ArsDigita Archives

ArsDigita Traffic Jamme

Part of the ArsDigita Server Architecture

This page was last updated on April 5, 1999

One of the more common requests to float across the world is "How do I apply a heavy load to my server for testing purposes". Simulating heavy traffic is easy. Simulating heavy traffic well is a hard problem.

There are all sorts of benchmarking and load tools out there which can create lots of simultaneous connections and slurp down tons of data. It's also pretty easy to write your own.

It's very easy to run such a test like and declare "We can handle 100 simultaneous users and saturate our FDDI ring too". The main problem with tools like these is that they are too nice. They don't disconnect abnormally. They don't have high latencies and slow response. They don't tie up a web server connection for a couple of minutes. They don't send bad requests. They don't have truly random in-the-large behavior.(e.g. WebStone marches through a dozen URLs as opposed to a dozen Real People hitting your discussion group main page all at the same instant and your Illustra database deadlocks) The same system that easily handles hundreds of simulated users can fall over with 20 Real Life users.

So, have we solved all of these problems with ArsDigita Traffic Jamme? Nope. It's just a simple easy-to-write tool that creates lots of simultaneous connections that slurp down tons of data. Why write Yet Another Simple Tool? We wanted a tool that didn't require someone to compile (or port) a C program, that doesn't require Perl and Perl libraries, and one that works with AOLserver, since that's what we use around here. Also, in the future, we may want to have a tool with some intelligence that generates the next request as a function of the previous request, say to apply a load to a shopping service.

Installing ArsDigita Traffic Jamme

  • Acquire Philip Greenspun's AOLserver utilities and place them in your AOLserver shared Tcl directory

  • Download tj-0.1.tar.gz and extract the contents into a server's page root.

  • Extract the contents into the pageroot

  • Copy httpopen.tcl and tj-defs.tcl to your AOLserver private Tcl directory. (they can go into your shared Tcl directory instead, if you want)

  • If you're not running the ArsDigita Community System, you'll need to copy util-extra.tcl to your private (or shared) Tcl directory

  • Edit your AOLserver configuration and make sure that this is set:

    (you may want to add index.tcl to the DirectoryFile entry as well)

Running a simple test

  • Visit /tj/index.tcl on your server

  • Enter the URL you wish to pummel, the number of simultaneous threads (connections) to use, as well as the number of times each thread should request that URL

  • run the test and evaluate the results

Running a CSV test

Just hammering the same URL over and over isn't necessarily all that interesting.

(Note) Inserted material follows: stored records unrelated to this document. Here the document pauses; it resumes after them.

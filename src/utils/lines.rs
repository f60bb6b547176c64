//! Line and blank-line helpers
//!
//! Used when a caption is placed next to a table: the inserted block must land
//! on its own line, and blank runs at the destination are consumed so that
//! moving a caption back and forth does not accumulate empty lines.

#[cfg(feature = "serde")]
use serde::{Deserialize, Serialize};

use super::changes::Range;

/// Vertical direction relative to a position in the document
#[derive(Debug, Clone, Copy, PartialEq, Eq)]
#[cfg_attr(feature = "serde", derive(Serialize, Deserialize))]
#[cfg_attr(feature = "serde", serde(rename_all = "lowercase"))]
pub enum Direction {
    Above,
    Below,
}

/// A line of the document, `to` excludes the line break
#[derive(Debug, Clone, Copy, PartialEq, Eq)]
pub struct Line {
    /// 1-based line number
    pub number: usize,
    pub from: usize,
    pub to: usize,
}

impl Line {
    pub fn len(&self) -> usize {
        self.to - self.from
    }

    pub fn is_empty(&self) -> bool {
        self.to == self.from
    }

    pub fn text<'a>(&self, doc: &'a str) -> &'a str {
        &doc[self.from..self.to]
    }

    /// Empty or whitespace only
    pub fn is_blank(&self, doc: &str) -> bool {
        self.text(doc).trim().is_empty()
    }
}

/// The line containing `pos` (clamped to the document)
pub fn line_at(doc: &str, pos: usize) -> Line {
    let mut pos = pos.min(doc.len());
    while !doc.is_char_boundary(pos) {
        pos -= 1;
    }
    let from = doc[..pos].rfind('\n').map(|i| i + 1).unwrap_or(0);
    let to = doc[pos..].find('\n').map(|i| pos + i).unwrap_or(doc.len());
    let number = doc[..from].matches('\n').count() + 1;
    Line { number, from, to }
}

fn previous_line(doc: &str, line: &Line) -> Option<Line> {
    (line.from > 0).then(|| line_at(doc, line.from - 1))
}

fn next_line(doc: &str, line: &Line) -> Option<Line> {
    (line.to < doc.len()).then(|| line_at(doc, line.to + 1))
}

/// Start of the earliest blank line among up to `limit` lines above `line`
pub fn extend_backwards_over_empty_lines(doc: &str, line: &Line, limit: usize) -> usize {
    let mut from = line.from;
    let mut current = *line;
    for _ in 0..limit {
        match previous_line(doc, &current) {
            Some(prev) if prev.is_blank(doc) => {
                from = prev.from;
                current = prev;
            }
            _ => break,
        }
    }
    from
}

/// End of the last blank line among up to `limit` lines below `line`
pub fn extend_forwards_over_empty_lines(doc: &str, line: &Line, limit: usize) -> usize {
    let mut to = line.to;
    let mut current = *line;
    for _ in 0..limit {
        match next_line(doc, &current) {
            Some(next) if next.is_blank(doc) => {
                to = next.to;
                current = next;
            }
            _ => break,
        }
    }
    to
}

/// Where to insert a block so it sits on its own line
#[derive(Debug, Clone, PartialEq, Eq)]
pub struct EmptyLineInsertion {
    pub pos: usize,
    pub prefix: &'static str,
    pub suffix: &'static str,
}

/// Find an insertion point on a line of its own next to `pos`
///
/// If the line at `pos` already is blank the block goes right there. Otherwise
/// the neighbouring line in `direction` is used, and a line break is added to
/// `prefix`/`suffix` whenever that neighbour has text of its own.
pub fn ensure_empty_line(doc: &str, pos: usize, direction: Direction) -> EmptyLineInsertion {
    let line = line_at(doc, pos);
    if line.is_blank(doc) {
        return EmptyLineInsertion {
            pos: pos.min(doc.len()),
            prefix: "",
            suffix: "",
        };
    }

    match direction {
        Direction::Below => match next_line(doc, &line) {
            Some(next) => EmptyLineInsertion {
                pos: next.from,
                prefix: "",
                suffix: if next.is_empty() { "" } else { "\n" },
            },
            None => EmptyLineInsertion {
                pos: doc.len(),
                prefix: "\n",
                suffix: "",
            },
        },
        Direction::Above => match previous_line(doc, &line) {
            Some(prev) => EmptyLineInsertion {
                pos: prev.to,
                prefix: if prev.is_empty() { "" } else { "\n" },
                suffix: "",
            },
            None => EmptyLineInsertion {
                pos: 0,
                prefix: "",
                suffix: "\n",
            },
        },
    }
}

/// The range to replace when inserting at `pos`, swallowing up to `lines` blank lines
pub fn gobble_empty_lines(doc: &str, pos: usize, lines: usize, direction: Direction) -> Range {
    let line = line_at(doc, pos);
    if !line.is_empty() {
        return Range::cursor(pos);
    }
    match direction {
        Direction::Above => Range::new(extend_backwards_over_empty_lines(doc, &line, lines), pos),
        Direction::Below => Range::new(pos, extend_forwards_over_empty_lines(doc, &line, lines)),
    }
}

/// Widen `range` to its whole line (including the line break) if nothing else is on that line
pub fn whole_line_extent(doc: &str, range: Range) -> Range {
    let line = line_at(doc, range.from);
    if range.to > line.to || line.text(doc).trim() != range.slice(doc).trim() {
        return range;
    }
    if line.to < doc.len() {
        Range::new(line.from, line.to + 1)
    } else if line.from > 0 {
        Range::new(line.from - 1, line.to)
    } else {
        Range::new(line.from, line.to)
    }
}
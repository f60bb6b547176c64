//! Structural edit planners
//!
//! Every planner is a pure function of a [`TableSnapshot`] (plus a selection
//! and parameters) returning a [`ChangeSet`] addressed in offsets of the
//! snapshot's document. All offsets are computed up front from the untouched
//! snapshot; nothing is applied between two edits of one batch.
//!
//! An empty change set means the command declined to edit.
//!
//! # Example
//!
//! ```rust
//! use tabedit::{apply_command, EditOptions, TableCommand, TableSelection};
//! use tabedit::core::commands::BorderTheme;
//!
//! let doc = r"\begin{tabular}{lc} a & b \\ \end{tabular}";
//! let result = apply_command(
//!     doc,
//!     0,
//!     Some(TableSelection::cell(0, 0)),
//!     &TableCommand::SetBorders { theme: BorderTheme::FullyBordered },
//!     &EditOptions::default(),
//! )
//! .unwrap();
//! assert!(result.document.starts_with(r"\begin{tabular}{|l|c|}"));
//! ```

mod alignment;
mod borders;
mod caption;
mod insert;
mod merge;
mod remove;


#[cfg(feature = "serde")]
use serde::{Deserialize, Serialize};
use tracing::trace;

use crate::core::colspec::ColumnAlignment;
use crate::core::model::{Range, TableSelection, TableSnapshot};
use crate::core::options::EditOptions;
use crate::core::parser::parse_table_at;
use crate::utils::changes::{ChangeSet, ChangeSpec};
use crate::utils::error::TableResult;
use crate::utils::lines::Direction;

pub use alignment::set_alignment;
pub use borders::{set_borders, BorderTheme};
pub use caption::{move_caption, remove_caption};
pub use insert::{insert_column, insert_row};
pub use merge::{merge_cells, unmerge_cells};
pub use remove::remove_row_or_columns;

/// Edits of one command plus the selection to show afterwards
#[derive(Debug, Clone, Default, PartialEq, Eq)]
#[cfg_attr(feature = "serde", derive(Serialize))]
pub struct CommandOutcome {
    pub changes: ChangeSet,
    /// `None` keeps the caller's current selection
    pub selection: Option<TableSelection>,
}

impl CommandOutcome {
    pub fn with_selection(changes: ChangeSet, selection: TableSelection) -> Self {
        CommandOutcome {
            changes,
            selection: Some(selection),
        }
    }
}

impl From<ChangeSet> for CommandOutcome {
    fn from(changes: ChangeSet) -> Self {
        CommandOutcome {
            changes,
            selection: None,
        }
    }
}

/// A toolbar command
#[derive(Debug, Clone, Copy, PartialEq, Eq)]
#[cfg_attr(feature = "serde", derive(Serialize, Deserialize))]
#[cfg_attr(
    feature = "serde",
    serde(tag = "command", rename_all = "snake_case")
)]
pub enum TableCommand {
    SetBorders { theme: BorderTheme },
    SetAlignment { alignment: ColumnAlignment },
    InsertRow { below: bool },
    InsertColumn { after: bool },
    RemoveRowsOrColumns,
    MergeCells,
    UnmergeCells,
    MoveCaption { target: Direction },
    RemoveCaption,
}

impl TableCommand {
    pub fn name(&self) -> &'static str {
        match self {
            TableCommand::SetBorders { .. } => "set_borders",
            TableCommand::SetAlignment { .. } => "set_alignment",
            TableCommand::InsertRow { .. } => "insert_row",
            TableCommand::InsertColumn { .. } => "insert_column",
            TableCommand::RemoveRowsOrColumns => "remove_rows_or_columns",
            TableCommand::MergeCells => "merge_cells",
            TableCommand::UnmergeCells => "unmerge_cells",
            TableCommand::MoveCaption { .. } => "move_caption",
            TableCommand::RemoveCaption => "remove_caption",
        }
    }

    /// Whether the command reads the selection
    pub fn uses_selection(&self) -> bool {
        !matches!(
            self,
            TableCommand::SetBorders { .. }
                | TableCommand::MoveCaption { .. }
                | TableCommand::RemoveCaption
        )
    }

    /// Plan the edits for this command
    pub fn plan(
        &self,
        snapshot: &TableSnapshot<'_>,
        selection: &TableSelection,
        options: &EditOptions,
    ) -> CommandOutcome {
        let outcome = match *self {
            TableCommand::SetBorders { theme } => set_borders(snapshot, theme, options).into(),
            TableCommand::SetAlignment { alignment } => {
                set_alignment(snapshot, selection, alignment).into()
            }
            TableCommand::InsertRow { below } => insert_row(snapshot, selection, below, options),
            TableCommand::InsertColumn { after } => {
                insert_column(snapshot, selection, after, options)
            }
            TableCommand::RemoveRowsOrColumns => {
                remove_row_or_columns(snapshot, selection, options)
            }
            TableCommand::MergeCells => merge_cells(snapshot, selection, options).into(),
            TableCommand::UnmergeCells => unmerge_cells(snapshot, selection, options).into(),
            TableCommand::MoveCaption { target } => move_caption(snapshot, target, options).into(),
            TableCommand::RemoveCaption => remove_caption(snapshot).into(),
        };
        trace!(
            command = self.name(),
            changes = outcome.changes.len(),
            "planned table edit"
        );
        outcome
    }
}

/// Result of [`apply_command`]
#[derive(Debug, Clone, PartialEq, Eq)]
#[cfg_attr(feature = "serde", derive(Serialize))]
pub struct EditResult {
    /// The edited document
    pub document: String,
    /// The batch that produced it, in offsets of the original document
    pub changes: ChangeSet,
    pub selection: Option<TableSelection>,
}

/// Scan the table at `offset`, plan `command` and apply it
///
/// Without a selection the first cell is assumed.
pub fn apply_command(
    doc: &str,
    offset: usize,
    selection: Option<TableSelection>,
    command: &TableCommand,
    options: &EditOptions,
) -> TableResult<EditResult> {
    let snapshot = parse_table_at(doc, offset)?;
    let selection = selection.unwrap_or_default();
    if command.uses_selection() {
        selection.validate(&snapshot.table)?;
    }

    let CommandOutcome { changes, selection } = command.plan(&snapshot, &selection, options);
    let document = changes.apply(doc)?;
    Ok(EditResult {
        document,
        changes,
        selection,
    })
}

/// Push a replacement of `range` unless it would not change the text
fn replace_if_changed(changes: &mut ChangeSet, range: Range, current: &str, updated: String) {
    if current != updated {
        changes.push(ChangeSpec::replace(range, updated));
    }
}
//! Row and column insertion

use tracing::debug;

use super::CommandOutcome;
use crate::core::colspec::{
    generate_column_specification, parse_column_specifications, ColumnAlignment,
    ColumnDefinition,
};
use crate::core::model::{CellPosition, TableSelection, TableSnapshot};
use crate::core::options::EditOptions;
use crate::utils::changes::{ChangeSet, ChangeSpec};

/// Insert an empty row below the last or above the first selected row
///
/// Inserting below selects the new row; inserting above keeps the selection.
pub fn insert_row(
    snapshot: &TableSnapshot<'_>,
    selection: &TableSelection,
    below: bool,
    options: &EditOptions,
) -> CommandOutcome {
    let n = selection.normalized();
    let index = if below { n.max_y } else { n.min_y };
    let Some(row) = snapshot.positions.row_positions.get(index) else {
        debug!(row = index, "no row to insert next to");
        return CommandOutcome::default();
    };

    let columns = snapshot.table.column_count().max(1);
    let mut text = String::new();
    // The last row may end without a terminator
    if below && index >= snapshot.row_separators.len() {
        text.push(' ');
        text.push_str(&options.row_terminator);
    }
    text.push('\n');
    text.push_str(&options.cell_separator.repeat(columns - 1));
    text.push_str(&options.row_terminator);

    let position = if below { row.to } else { row.from };
    let changes: ChangeSet = std::iter::once(ChangeSpec::insert(position, text)).collect();

    if !below {
        return CommandOutcome::with_selection(changes, *selection);
    }
    let new_row = n.max_y + 1;
    CommandOutcome::with_selection(
        changes,
        TableSelection::new(
            CellPosition::new(new_row, 0),
            CellPosition::new(new_row, columns - 1),
        ),
    )
}

/// Insert an empty column after the last or before the first selected column
///
/// A merged cell that straddles the insertion point grows by one column
/// instead of being split.
pub fn insert_column(
    snapshot: &TableSnapshot<'_>,
    selection: &TableSelection,
    after: bool,
    options: &EditOptions,
) -> CommandOutcome {
    let table = &snapshot.table;
    let exploded = selection.explode(table);
    let n = exploded.normalized();
    let target = if after { n.max_x } else { n.min_x };
    let mut changes = ChangeSet::new();

    for row in 0..table.row_count() {
        let (Some(cell), Some(bounds)) = (
            table.get_cell(row, target),
            table.get_cell_boundaries(row, target),
        ) else {
            continue;
        };
        // Short rows stay short; their padding has no text to extend
        let written = snapshot.cell_separators[row].len() + 1;
        if table
            .get_cell_index(row, target)
            .is_some_and(|index| index >= written)
        {
            debug!(row, "skipping padded cell");
            continue;
        }

        let straddles = if after {
            bounds.to != target
        } else {
            bounds.from != target
        };
        match &cell.multi_column {
            Some(multi_column) if straddles => {
                changes.push(ChangeSpec::replace(
                    multi_column.span,
                    (multi_column.column_span + 1).to_string(),
                ));
            }
            _ => {
                let outer = cell.outer();
                let position = if after { outer.to } else { outer.from };
                changes.push(ChangeSpec::insert(position, options.cell_separator.clone()));
            }
        }
    }

    let mut columns = parse_column_specifications(snapshot.column_specification());
    let at = if after { n.max_x + 1 } else { n.min_x };
    columns.insert(
        at.min(columns.len()),
        ColumnDefinition::new(ColumnAlignment::Left),
    );
    changes.push(ChangeSpec::replace(
        snapshot.positions.column_declarations,
        generate_column_specification(&columns),
    ));

    if !after {
        return CommandOutcome::with_selection(changes, exploded);
    }
    let last_row = table.row_count().saturating_sub(1);
    CommandOutcome::with_selection(
        changes,
        TableSelection::new(
            CellPosition::new(0, n.max_x + 1),
            CellPosition::new(last_row, n.max_x + 1),
        ),
    )
}
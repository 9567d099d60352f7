//! HTTP client for the messages API.

use async_trait::async_trait;
use reqwest::StatusCode;

use crate::client::ClientError;
use crate::client::reconcile::HistorySource;
use crate::model::{Message, MessageContent, PresenceView, UserId};

#[derive(Clone)]
pub struct MessagesApi {
    http: reqwest::Client,
    base_url: String,
    auth: Vec<(String, String)>,
}

impl MessagesApi {
    /// `base_url` is the server root (`http://host:port`). `auth` is sent as
    /// query parameters on every call.
    pub fn new(base_url: impl Into<String>, auth: Vec<(String, String)>) -> Self {
        let base_url = base_url.into().trim_end_matches('/').to_owned();
        Self { http: reqwest::Client::new(), base_url, auth }
    }

    /// Persist and deliver a message.
    ///
    /// # Errors
    ///
    /// Network failure or a non-201 response (400 for empty content).
    pub async fn send(&self, receiver: &UserId, content: &MessageContent) -> Result<Message, ClientError> {
        let response = self
            .http
            .post(format!("{}/api/messages/send/{}", self.base_url, receiver))
            .query(&self.auth)
            .json(content)
            .send()
            .await?;
        expect_status(response, StatusCode::CREATED).await?.json().await.map_err(Into::into)
    }

    /// Conversation with `partner`, oldest first.
    ///
    /// # Errors
    ///
    /// Network failure or a non-200 response.
    pub async fn conversation(&self, partner: &UserId) -> Result<Vec<Message>, ClientError> {
        let response = self
            .http
            .get(format!("{}/api/messages/{}", self.base_url, partner))
            .query(&self.auth)
            .send()
            .await?;
        expect_status(response, StatusCode::OK).await?.json().await.map_err(Into::into)
    }

    /// Current online set.
    ///
    /// # Errors
    ///
    /// Network failure or a non-200 response.
    pub async fn presence(&self) -> Result<PresenceView, ClientError> {
        let response = self
            .http
            .get(format!("{}/api/presence", self.base_url))
            .query(&self.auth)
            .send()
            .await?;
        expect_status(response, StatusCode::OK).await?.json().await.map_err(Into::into)
    }
}

#[async_trait]
impl HistorySource for MessagesApi {
    // The server derives `me` from the auth parameters.
    async fn history(&self, _me: &UserId, partner: &UserId) -> Result<Vec<Message>, ClientError> {
        self.conversation(partner).await
    }
}

async fn expect_status(response: reqwest::Response, expected: StatusCode) -> Result<reqwest::Response, ClientError> {
    if response.status() == expected {
        return Ok(response);
    }
    let status = response.status().as_u16();
    let body = response.text().await.unwrap_or_default();
    Err(ClientError::Status { status, body })
}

You can also supply a comma-separated-value (CSV) file that specifies the URLs to fetch, along with any form data you wish to pass along. A sample CSV file is provided in the Traffic Jamme distribution.

Note, that if you want to run a CSV test, you'll need to have a database configured as well. (this test relies on the ns_getcsv call, which is only available if there is a database available) This means you'll need [ns/db/drivers], [ns/db/pool/pool-name], [ns/db/pools], and [ns/server/server-name-db] entries. It's OK if the number of connections allowed is zero and there's blank user and password entries in the database configuration.

  • Create your CSV file locally using whatever tool you want to use

  • Visit /tj/index.tcl on your sever

  • Choose your CSV file

  • Enter the URL the number of simultaneous threads (connections) to use, as well as the number of times each thread should request an URL. (the URLs are chosen randomly from the set supplied in the CSV file)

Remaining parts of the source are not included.